Smouldering combustion in cellulose and hemicellulose mixtures: Examining the roles of density, fuel composition, oxygen concentration, and moisture content
Published in Combustion Theory and Modelling, 2022
W. Jayani Jayasuriya, Tejas Chandrashekhar Mulky, Kyle E. Niemeyer
Compared with flaming combustion, smouldering can persist longer and under conditions that would extinguish flames. This characteristic of smouldering combustion allows it to penetrate deeper into the soil compared with flaming combustion, which generally causes shallower burns [4,5]. Thus, smouldering can actually cause greater destruction in affected ecosystems. Smouldering also emits a large number of pollutants such as carbon monoxide (CO), volatile organic compounds, polycyclic aromatic hydrocarbons, and particulate matter, since it operates at lower temperatures than flaming combustion. Smouldering occurs most commonly in porous fuels like peat, woody fuels, muck, and forest duff [2]. Such fuels are abundant in forests, making it important to understand smouldering combustion in these types of fuels.
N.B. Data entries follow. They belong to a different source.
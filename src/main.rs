use anyhow::Result;
use std::process::ExitCode;

#[tokio::main(flavor = "current_thread")]
async fn main() -> Result<ExitCode> {
    chatgpt::run().await
}
use clap::Parser;
use std::ffi::OsString;

/// Command-line arguments for chatgpt
#[derive(Parser, Debug)]
#[command(name = "chatgpt", version)]
#[command(override_usage = "chatgpt [message arguments...]")]
#[command(about = "A CLI tool to interface with ChatGPT")]
#[command(long_about = r#"
A CLI tool to interface with ChatGPT. Provide message content as arguments for a single
oneshot or enter interactive chat with no args.

Environment:
  OPENAI_API_KEY        credential sent as a bearer token
  OPENAI_BASE_URL       API root (default https://api.openai.com/v1)
  OPENAI_TIMEOUT_SECS   request timeout in seconds (default 60)

Type 'exit' or 'quit' (or send EOF) to leave interactive chat.
"#)]
pub struct Cli {
    /// Message content for a oneshot request; only the first is sent
    #[arg(value_name = "MESSAGE")]
    pub messages: Vec<OsString>,
}

impl Cli {
    /// First positional argument, with invalid UTF-8 replaced rather than rejected.
    pub fn oneshot_message(&self) -> Option<String> {
        self.messages
            .first()
            .map(|raw| raw.to_string_lossy().into_owned())
    }

    pub fn ignored_arg_count(&self) -> usize {
        self.messages.len().saturating_sub(1)
    }
}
Woody fuels and biomass generally consist of cellulose, hemicellulose, and lignin in varying proportions, which pyrolyse at different temperatures as shown by Ranzi et al. [6,7]. Yang et al. [8] found that, among the three, hemicellulose pyrolyses earliest, at temperatures of 220 C– 315C, cellulose undergoes pyrolysis at temperatures of 315 C– 400C, and finally lignin pyrolyses at temperatures of 150 C– 900C. Anca-Couce et al. [9] showed similar trends in pyrolysis of these three constituents in their thermogravimetric analysis of pine wood. In addition, these fuel constituents produce different amounts of char [10–12]. Smouldering combustion is generally modelled using a set of global reactions, which include fuel pyrolysis and char oxidation [9,13]. Differences in fuel composition thus may lead to significant differences in smouldering characteristics. This motivates our detailed study looking into how varying fuel composition affects smouldering characteristics.